We worked on a project funded by the British Council to help develop an effective solution. One solution often used is ‘chemical fogging,’ which is a form of outdoor space spraying, but it doesn’t reach its most effective point until one month after spraying has taken place and its effect reduces over time. An alternative is also needed which is better for the environment.

“We used a large plastic device which has oviposition-towel or OVITO, replacing the sticky or glue paper used in previous versions of the device, on one side of the inside. It also contains a bottle of a low-toxic insecticide liquid formulation which is released into the device and attracts female mosquitoes. If a mosquito comes into, and lays its eggs in, the device, the chemicals will stop the eggs developing.

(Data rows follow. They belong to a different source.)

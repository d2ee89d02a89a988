//! Integer pixel rectangles

use serde::{Deserialize, Serialize};

/// Axis-aligned rectangle on the pixel grid (top-left origin, y down)
#[derive(Debug, Clone, Copy, PartialEq, Eq, Default, Serialize, Deserialize)]
pub struct Rect {
    pub x: i32,
    pub y: i32,
    pub width: i32,
    pub height: i32,
}

impl Rect {
    pub const ZERO: Rect = Rect::new(0, 0, 0, 0);

    pub const fn new(x: i32, y: i32, width: i32, height: i32) -> Self {
        Self { x, y, width, height }
    }

    /// Exclusive right edge
    #[inline]
    pub fn right(&self) -> i32 {
        self.x.saturating_add(self.width)
    }

    /// Exclusive bottom edge
    #[inline]
    pub fn bottom(&self) -> i32 {
        self.y.saturating_add(self.height)
    }

    /// True when the rectangle covers no pixels
    #[inline]
    pub fn is_empty(&self) -> bool {
        self.width <= 0 || self.height <= 0
    }

    /// Edges saturate at the `i32` range instead of wrapping
    pub fn offset(&self, dx: i32, dy: i32) -> Rect {
        Rect::new(
            self.x.saturating_add(dx),
            self.y.saturating_add(dy),
            self.width,
            self.height,
        )
    }

    /// Intersection of two rectangles.
    ///
    /// Rectangles that only touch yield a zero-sized rect at the touching
    /// edge; disjoint rectangles yield `Rect::ZERO`.
    pub fn intersect(&self, other: &Rect) -> Rect {
        let x1 = self.x.max(other.x);
        let y1 = self.y.max(other.y);
        let x2 = self.right().min(other.right());
        let y2 = self.bottom().min(other.bottom());

        if x2 >= x1 && y2 >= y1 {
            Rect::new(x1, y1, x2.saturating_sub(x1), y2.saturating_sub(y1))
        } else {
            Rect::ZERO
        }
    }

    /// Strict AABB overlap (touching edges do not overlap)
    #[inline]
    pub fn overlaps(&self, other: &Rect) -> bool {
        self.x < other.right()
            && self.right() > other.x
            && self.y < other.bottom()
            && self.bottom() > other.y
    }

    pub fn contains(&self, x: i32, y: i32) -> bool {
        x >= self.x && x < self.right() && y >= self.y && y < self.bottom()
    }
}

“The female mosquitoes also contaminate themselves with the solution, which they then transfer to nearby hidden breeding sites.”

Kuala Lumpur

In one trial analysed by Strathclyde, more than 550 of the devices, which have since been named the AedesTech Mosquito Home System (AMHS), were installed in three blocks of flats in Malaysia’s capital, Kuala Lumpur.

Professor Greenhalgh and his colleagues used mathematical modelling to estimate the initial growth rate of the dengue epidemic which enabled them to estimate the total number of mosquitoes around the flats and the potential number of breeding sites for Aedes mosquitoes – the foremost carriers of the dengue virus. In this research, the number of dengue cases was reduced by 75% from 53 in 2013 to 13 in 2014.

In a later trial in which Strathclyde was involved, the devices were used in 18 blocks of shop houses in Section 15 of Shah Alam, Malaysia. This is a more challenging environment as the human population density is less than in the high rise flats.

Professor Greenhalgh and colleagues looked at the impact of the AMHSs on dengue in the flats under various assumptions and modelled the potential impact of more widespread use of the AMHSs on dengue in Malaysia. They looked at conditions for the AMHS to eradicate dengue in Malaysia; for example, if 40% of Malaysia can be covered by AMHSs then the models predict that extinction will be possible provided that the AMHSs are able to reduce the Aedes population by 34.9%.

Sales of the AedesTech MHS have multiplied in recent years, rising from 2018 levels by 28% in 2019, 56% in 2020 and 127% in 2021. Additionally, the device has played a part in the huge reduction of recorded dengue cases in the Malaysian state of Penang, which fell from 6071 in 2018 to 4119 in 2019 and further still to 1043 in 2020, amounting to a total drop of 82%.

One Team Networks Sdn Bhd has been promoting mosquito control methods though visits to schools in Malaysia and has provided AMHS units to a school free of charge. Word is also spreading about the devices beyond Malaysia, with expressions of interest from Singapore, Sri Lanka, Thailand, Mauritius and Indonesia.

The success of the AMHS, and Strathclyde’s role in it, demonstrate the vast importance of mathematics in underpinning the solutions to global challenges in which the University specialises, through the mathematical applications which are found throughout both the natural world and fields of technology.